Il y a des moments dans notre vie où nous sommes bien disposés à entendre la vérité qui nous délivrera, le mot d'amour qui nous désarmera. Le kairos est le don grâce auquel nous savons saisir cette occasion opportune chez autrui. Un instant plus tôt ou plus tard, la parole bienfaisante serait blessante.
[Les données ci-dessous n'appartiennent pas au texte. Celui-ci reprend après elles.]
use crate::domain::{AdminApi, AdminKey, ApiError, DemoAccount, GrantDemoRequest};
use async_trait::async_trait;
use reqwest::header::{CONTENT_TYPE, HeaderValue};
use reqwest::{Client, RequestBuilder, Response};
use serde::Deserialize;
use serde_json::Value;
use url::Url;

pub const ADMIN_KEY_HEADER: &str = "X-Admin-Key";

const GRANT_DEMO_PATH: &str = "/api/v1/admin/grant-demo";
const DEMO_ACCOUNTS_PATH: &str = "/api/v1/admin/demo-accounts";
const REVOKE_DEMO_PATH: &str = "/api/v1/admin/revoke-demo";

// Thin wrapper around reqwest for the demo access admin API.
#[derive(Clone)]
pub struct AdminApiClient {
    http: Client,
    base_url: String,
}

// Error body returned by the admin API; `detail` is optional and may not be a string.
#[derive(Debug, Deserialize)]
struct ErrorBody {
    detail: Option<Value>,
}

// Records are decoded one by one so a single malformed account cannot hide the rest.
#[derive(Debug, Deserialize)]
struct DemoAccountsResponse {
    #[serde(default)]
    accounts: Vec<Value>,
}

impl AdminApiClient {
    pub fn new(base_url: &str) -> Result<Self, url::ParseError> {
        // Validate once so every endpoint URL below is well-formed.
        let parsed = Url::parse(base_url)?;
        Ok(Self {
            http: Client::new(),
            base_url: parsed.as_str().trim_end_matches('/').to_string(),
        })
    }

    fn endpoint(&self, path: &str) -> String {
        format!("{}{}", self.base_url, path)
    }

    fn revoke_url(&self, email: &str) -> Result<Url, ApiError> {
        let mut url = Url::parse(&self.endpoint(REVOKE_DEMO_PATH))
            .map_err(|err| ApiError::Transport(err.to_string()))?;
        url.query_pairs_mut().append_pair("email", email);
        Ok(url)
    }

    // Every admin call carries the key and a JSON content type.
    fn authorized(builder: RequestBuilder, key: &AdminKey) -> RequestBuilder {
        builder
            .header(ADMIN_KEY_HEADER, key.as_str())
            .header(CONTENT_TYPE, HeaderValue::from_static("application/json"))
    }

    async fn send(builder: RequestBuilder) -> Result<Response, ApiError> {
        builder
            .send()
            .await
            .map_err(|err| ApiError::Transport(err.to_string()))
    }

    // Grant and revoke surface the server's `detail` when it is a string.
    async fn detailed_failure(res: Response) -> ApiError {
        let status = res.status().as_u16();
        let detail = res
            .json::<ErrorBody>()
            .await
            .ok()
            .and_then(|body| body.detail)
            .and_then(|detail| match detail {
                Value::String(message) if !message.is_empty() => Some(message),
                _ => None,
            });

        match detail {
            Some(detail) => ApiError::Rejected { status, detail },
            None => ApiError::Status(status),
        }
    }

    async fn decode_body(res: Response) -> Result<Value, ApiError> {
        res.json::<Value>()
            .await
            .map_err(|err| ApiError::Decode(err.to_string()))
    }
}

#[async_trait]
impl AdminApi for AdminApiClient {
    async fn grant_demo(&self, key: &AdminKey, req: GrantDemoRequest) -> Result<Value, ApiError> {
        let url = self.endpoint(GRANT_DEMO_PATH);
        tracing::debug!(%url, days = req.days, "granting demo.");
        let res = Self::send(Self::authorized(self.http.post(url), key).json(&req)).await?;

        if !res.status().is_success() {
            return Err(Self::detailed_failure(res).await);
        }
        Self::decode_body(res).await
    }

    async fn list_accounts(&self, key: &AdminKey) -> Result<Vec<DemoAccount>, ApiError> {
        let url = self.endpoint(DEMO_ACCOUNTS_PATH);
        tracing::debug!(%url, "listing demo accounts.");
        let res = Self::send(Self::authorized(self.http.get(url), key)).await?;
        let status = res.status();

        // List failures are status-coded only; the body is ignored.
        if !status.is_success() {
            return Err(ApiError::Status(status.as_u16()));
        }

        let payload = res
            .json::<DemoAccountsResponse>()
            .await
            .map_err(|err| ApiError::Decode(err.to_string()))?;

        Ok(payload
            .accounts
            .into_iter()
            .filter_map(|record| match serde_json::from_value::<DemoAccount>(record) {
                Ok(account) => Some(account),
                Err(err) => {
                    tracing::warn!(error = %err, "skipping malformed demo account.");
                    None
                }
            })
            .collect())
    }

    async fn revoke_demo(&self, key: &AdminKey, email: &str) -> Result<Value, ApiError> {
        let url = self.revoke_url(email)?;
        tracing::debug!(%url, "revoking demo.");
        let res = Self::send(Self::authorized(self.http.delete(url), key)).await?;

        if !res.status().is_success() {
            return Err(Self::detailed_failure(res).await);
        }
        Self::decode_body(res).await
    }
}
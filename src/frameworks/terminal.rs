use chrono::Utc;
use tokio::io::{AsyncBufRead, AsyncBufReadExt, AsyncWrite, AsyncWriteExt, BufReader};

use crate::domain::{AdminApi, AdminKey, CredentialStore, SessionPhase};
use crate::frameworks::config::ConsoleConfig;
use crate::interface_adapters::clients::AdminApiClient;
use crate::interface_adapters::commands::{Command, HELP, is_quit, parse_command};
use crate::interface_adapters::credentials::FileCredentialStore;
use crate::interface_adapters::render::{
    CHECKING_KEY, GRANTING, LOADING, prompt, render_view, revoking,
};
use crate::use_cases::{AdminSession, Console};

fn init_tracing() {
    // Keep the console readable by default; RUST_LOG opens it up.
    let filter = tracing_subscriber::EnvFilter::try_from_default_env()
        .unwrap_or_else(|_| tracing_subscriber::EnvFilter::new("warn"));

    let json = matches!(std::env::var("LOG_FORMAT").as_deref(), Ok("json"));
    if json {
        tracing_subscriber::fmt()
            .with_env_filter(filter)
            .with_target(false)
            .with_writer(std::io::stderr)
            .json()
            .with_current_span(true)
            .init();
    } else {
        tracing_subscriber::fmt()
            .with_env_filter(filter)
            .with_target(false)
            .with_writer(std::io::stderr)
            .compact()
            .init();
    }

    std::panic::set_hook(Box::new(|info| {
        let backtrace = std::backtrace::Backtrace::capture();
        tracing::error!(%info, ?backtrace, "panic");
    }));
}

pub async fn run() {
    // Load .env locally; safe to ignore when not present.
    let _ = dotenvy::dotenv();
    init_tracing();

    let config = match ConsoleConfig::load() {
        Ok(config) => config,
        Err(e) => {
            tracing::error!(error = %e, "failed to load configuration");
            return;
        }
    };
    tracing::debug!(
        api_base_url = %config.api_base_url,
        state_dir = %config.state_dir.display(),
        "console configured."
    );

    let api = match AdminApiClient::new(&config.api_base_url) {
        Ok(api) => api,
        Err(e) => {
            tracing::error!(error = %e, "failed to build admin API client");
            return;
        }
    };
    let store = FileCredentialStore::in_dir(&config.state_dir);
    let mut console = Console::new(AdminSession::new(api, store), config.default_days);

    let stdin = BufReader::new(tokio::io::stdin());
    let mut stdout = tokio::io::stdout();

    // Report terminal errors rather than panicking.
    if let Err(e) = drive(&mut console, stdin, &mut stdout).await {
        tracing::error!(error = %e, "terminal error");
    }
}

// Event loop: one line in, one action, one redraw. Ends on `quit` or end of input.
pub async fn drive<A, S, R, W>(
    console: &mut Console<A, S>,
    input: R,
    output: &mut W,
) -> std::io::Result<()>
where
    A: AdminApi,
    S: CredentialStore,
    R: AsyncBufRead + Unpin,
    W: AsyncWrite + Unpin,
{
    console.start().await;
    draw(console, output).await?;

    let mut lines = input.lines();
    loop {
        output
            .write_all(prompt(console.view().phase).as_bytes())
            .await?;
        output.flush().await?;

        let Some(line) = lines.next_line().await? else {
            break;
        };

        if console.view().phase != SessionPhase::Authenticated {
            if is_quit(&line) {
                break;
            }
            if line.trim().is_empty() {
                continue;
            }
            status(output, CHECKING_KEY).await?;
            console.sign_in(AdminKey::new(line)).await;
            draw(console, output).await?;
            continue;
        }

        let command = match parse_command(&line) {
            Ok(Command::Quit) => break,
            Ok(Command::Help) => {
                status(output, HELP).await?;
                continue;
            }
            Ok(command) => command,
            Err(e) => {
                status(output, &e.to_string()).await?;
                continue;
            }
        };

        apply(console, command, output).await?;
        draw(console, output).await?;
    }

    Ok(())
}

async fn apply<A, S, W>(
    console: &mut Console<A, S>,
    command: Command,
    output: &mut W,
) -> std::io::Result<()>
where
    A: AdminApi,
    S: CredentialStore,
    W: AsyncWrite + Unpin,
{
    match command {
        Command::Grant { email, days } => {
            if let Some(email) = email {
                console.set_email(email);
            }
            if let Some(days) = days {
                console.set_days(days);
            }
            if !console.view().email_input.trim().is_empty() {
                status(output, GRANTING).await?;
            }
            console.submit_grant().await;
        }
        Command::Email(email) => console.set_email(email),
        Command::Days(days) => console.set_days(days),
        Command::Revoke(email) => {
            status(output, &revoking(&email)).await?;
            console.revoke(&email).await;
        }
        Command::Refresh => {
            status(output, LOADING).await?;
            console.refresh().await;
        }
        Command::SignOut => console.sign_out(),
        Command::Redraw | Command::Help | Command::Quit => {}
    }
    Ok(())
}

async fn draw<A, S, W>(console: &Console<A, S>, output: &mut W) -> std::io::Result<()>
where
    A: AdminApi,
    S: CredentialStore,
    W: AsyncWrite + Unpin,
{
    let rendered = render_view(console.view(), Utc::now());
    output.write_all(b"\n").await?;
    output.write_all(rendered.as_bytes()).await?;
    output.flush().await
}

async fn status<W>(output: &mut W, message: &str) -> std::io::Result<()>
where
    W: AsyncWrite + Unpin,
{
    output.write_all(message.as_bytes()).await?;
    output.write_all(b"\n").await?;
    output.flush().await
}
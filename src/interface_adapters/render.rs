use std::fmt::Write;

use chrono::{DateTime, Utc};

use crate::domain::{DemoAccount, ModuleGrant, SessionPhase};
use crate::use_cases::{ConsoleView, Notice};

const DATE_FORMAT: &str = "%Y-%m-%d";

// Status lines printed while a request is outstanding. The view is only drawn
// once the request has settled, so these are the sole in-flight feedback.
pub const CHECKING_KEY: &str = "Checking admin key…";
pub const LOADING: &str = "Loading…";
pub const GRANTING: &str = "Granting…";

pub fn revoking(email: &str) -> String {
    format!("Revoking {email}…")
}

// Text rendering of a settled console view. `now` only feeds the "days left" column.
pub fn render_view(view: &ConsoleView, now: DateTime<Utc>) -> String {
    let mut out = String::new();

    match view.phase {
        SessionPhase::Authenticated => render_dashboard(&mut out, view, now),
        SessionPhase::Unauthenticated | SessionPhase::Authenticating => {
            render_sign_in(&mut out, view)
        }
    }

    out
}

pub fn prompt(phase: SessionPhase) -> &'static str {
    match phase {
        SessionPhase::Authenticated => "console> ",
        SessionPhase::Unauthenticated | SessionPhase::Authenticating => "admin key> ",
    }
}

fn render_sign_in(out: &mut String, view: &ConsoleView) {
    let _ = writeln!(out, "Demo access console");
    let _ = writeln!(out, "Enter the admin key to sign in (or `quit`).");
    if let Some(error) = &view.auth_error {
        let _ = writeln!(out, "✗ {error}");
    }
}

fn render_dashboard(out: &mut String, view: &ConsoleView, now: DateTime<Utc>) {
    let summary = view.summary();
    let _ = writeln!(out, "Demo access console");
    let _ = writeln!(out, "{} active · {} total", summary.active, summary.total);
    let _ = writeln!(out);

    if view.accounts.is_empty() {
        let _ = writeln!(out, "No demo accounts");
    } else {
        render_table(out, &view.accounts, now);
    }

    let _ = writeln!(out);
    let pending = if view.email_input.is_empty() {
        "-"
    } else {
        view.email_input.as_str()
    };
    let _ = writeln!(out, "Pending grant: {pending} for {} days", view.days_input);
    match &view.notice {
        Some(Notice::Success(message)) => {
            let _ = writeln!(out, "✓ {message}");
        }
        Some(Notice::Failure(message)) => {
            let _ = writeln!(out, "✗ {message}");
        }
        None => {}
    }
}

fn render_table(out: &mut String, accounts: &[DemoAccount], now: DateTime<Utc>) {
    let email_width = accounts
        .iter()
        .map(|account| account.email.chars().count())
        .max()
        .unwrap_or(0)
        .max("EMAIL".len());
    let modules: Vec<String> = accounts
        .iter()
        .map(|account| module_list(&account.modules))
        .collect();
    let modules_width = modules
        .iter()
        .map(|list| list.chars().count())
        .max()
        .unwrap_or(0)
        .max("MODULES".len());

    let _ = writeln!(
        out,
        "{:<email_width$}  {:<7}  {:<modules_width$}  {:<10}  TRIAL ENDS",
        "EMAIL", "STATUS", "MODULES", "GRANTED"
    );
    for (account, modules) in accounts.iter().zip(&modules) {
        let ends = account.trial_ends_at.format(DATE_FORMAT);
        let remaining = match account.days_left(now) {
            Some(days) => format!("{ends} ({days}d left)"),
            None => ends.to_string(),
        };
        let _ = writeln!(
            out,
            "{:<email_width$}  {:<7}  {:<modules_width$}  {:<10}  {}",
            account.email,
            status_badge(account),
            modules,
            account.granted_at.format(DATE_FORMAT).to_string(),
            remaining
        );
    }
}

fn status_badge(account: &DemoAccount) -> &'static str {
    if account.expired { "Expired" } else { "Active" }
}

fn module_list(modules: &[ModuleGrant]) -> String {
    if modules.is_empty() {
        return "-".to_string();
    }
    modules
        .iter()
        .map(|grant| {
            if grant.expired {
                format!("{} (expired)", grant.module)
            } else {
                grant.module.clone()
            }
        })
        .collect::<Vec<_>>()
        .join(", ")
}
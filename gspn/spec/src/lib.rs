//! GSPN command ABI shared by the scheduler engine and its clients.
//!
//! This crate defines the layer descriptors and command struct accepted by
//! `SET_PARAM`, the hardware capability report, the ioctl number layout, the
//! stable error codes surfaced to callers, and the fixed little-endian codec
//! used to move those structs across the user-memory boundary.
#![deny(missing_docs)]

/// Fixed binary layout of commands and capability reports.
pub mod abi;
/// Hardware capability descriptor.
pub mod capability;
/// Ioctl number encoding and the stable error-code set.
pub mod ioctl;
/// Layer descriptors, misc info and the command struct.
pub mod layer;

pub use abi::{AbiError, CAPABILITY_SIZE, CMD_INFO_SIZE};
pub use capability::{Capability, ChipFamily, ScaleLimits, CAPABILITY_MAGIC};
pub use ioctl::{CtlCode, ErrorCode, IoctlRequest, CMD_ARRAY_MAX};
pub use layer::{
    CmdInfo, LayerId, LayerInfo, MiscInfo, PlaneAddr, RunMode, Size, LAYER_COUNT, NO_FD,
    SPLIT_PARTS_MAX,
};
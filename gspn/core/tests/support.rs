#![allow(dead_code)]

use std::sync::Arc;
use std::time::{Duration, Instant};

use gspn_core::sim::{SimBuffers, SimFences, SimHardware, SimMode};
use gspn_core::{GspnDevice, SchedulerConfig};
use gspn_spec::{CmdInfo, LayerId, Size};

pub const CHIP_ID: u32 = 0x9631_0000;

/// Device plus handles on its simulated collaborators.
pub struct Rig {
    pub device: GspnDevice,
    pub hw: SimHardware,
    pub buffers: Arc<SimBuffers>,
    pub fences: Arc<SimFences>,
}

pub fn config(cores: usize) -> SchedulerConfig {
    SchedulerConfig {
        core_count: cores,
        kcmd_max: 8,
        sync_wait_ms: 3000,
        exec_timeout_ms: 2000,
        fence_wait_ms: 500,
        suspend_wait_ms: 2000,
        ..SchedulerConfig::default()
    }
}

pub fn rig(config: SchedulerConfig, mode: SimMode) -> Rig {
    let hw = SimHardware::new(config.core_count, CHIP_ID);
    hw.set_all_modes(mode);
    let buffers = Arc::new(SimBuffers::new());
    let fences = Arc::new(SimFences::new());
    let device = GspnDevice::probe(
        config,
        Arc::new(hw.clone()),
        buffers.clone(),
        fences.clone(),
    )
    .expect("probe simulated device");
    Rig {
        device,
        hw,
        buffers,
        fences,
    }
}

/// Compose command blending L0 (buffer `fd`) into DES1 (buffer `fd + 1000`) without scaling.
pub fn blit(fd: i32) -> CmdInfo {
    let mut cmd = CmdInfo::default();
    let size = Size::new(64, 64);
    let l0 = cmd.layer_mut(LayerId::L0);
    l0.layer_en = true;
    l0.share_fd = fd;
    l0.clip_size = size;
    let des1 = cmd.layer_mut(LayerId::Des1);
    des1.layer_en = true;
    des1.share_fd = fd + 1000;
    des1.scale_out_size = size;
    cmd
}

/// Poll `check` until it holds or `timeout` passes.
pub fn wait_until(timeout: Duration, mut check: impl FnMut() -> bool) -> bool {
    let start = Instant::now();
    while start.elapsed() < timeout {
        if check() {
            return true;
        }
        std::thread::sleep(Duration::from_millis(2));
    }
    check()
}

pub const PATIENCE: Duration = Duration::from_secs(5);

/// Wait for `core` to be running, then finish it.
pub fn finish_next(hw: &SimHardware, core: usize) {
    assert!(
        wait_until(PATIENCE, || hw.is_busy(core)),
        "core {core} never started"
    );
    assert!(hw.finish(core));
}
Les anciens Grecs attachaient une telle importance à ce don qu'ils en ont fait une divinité; ils représentaient sous la forme d'un jeune homme chauve mais ayant une épaisse touffe de cheveux sur le devant de la tête... pour qu'on puisse la saisir au passage.
Source: Info-Croatie |
«Le kairos,est un don, et le don est un kairos; l'intervention du dieu dans le sort des mortels en modifie la temporalité, et l'on comprend dès lors que l'un des sens de kairos ait désigné le moment fugace où tout se décide, où la durée prend un cours favorable à nos voeux. (...) L'irruption soudaine du kairos, c'est-à-dire d'un temps visité par le dieu, se marque en général chez Pindare, par l'apparition de la lumière. (...) Lorsque l'orage a bien enténébré la terre, soudain le vent faiblit, la pluie s'arrête, la nue s'entrouvre - et c'est l'embellie, une clairière de lumière soudain, dans un lieu de désolation. L'homme a senti le passage du dieu, et tel est le kairos. (...) Le kairos est une seconde d'éternité. »
Gilbert Romeyer Dherbey, La parole archaïque, PUF, Paris 1999, p. 11-12.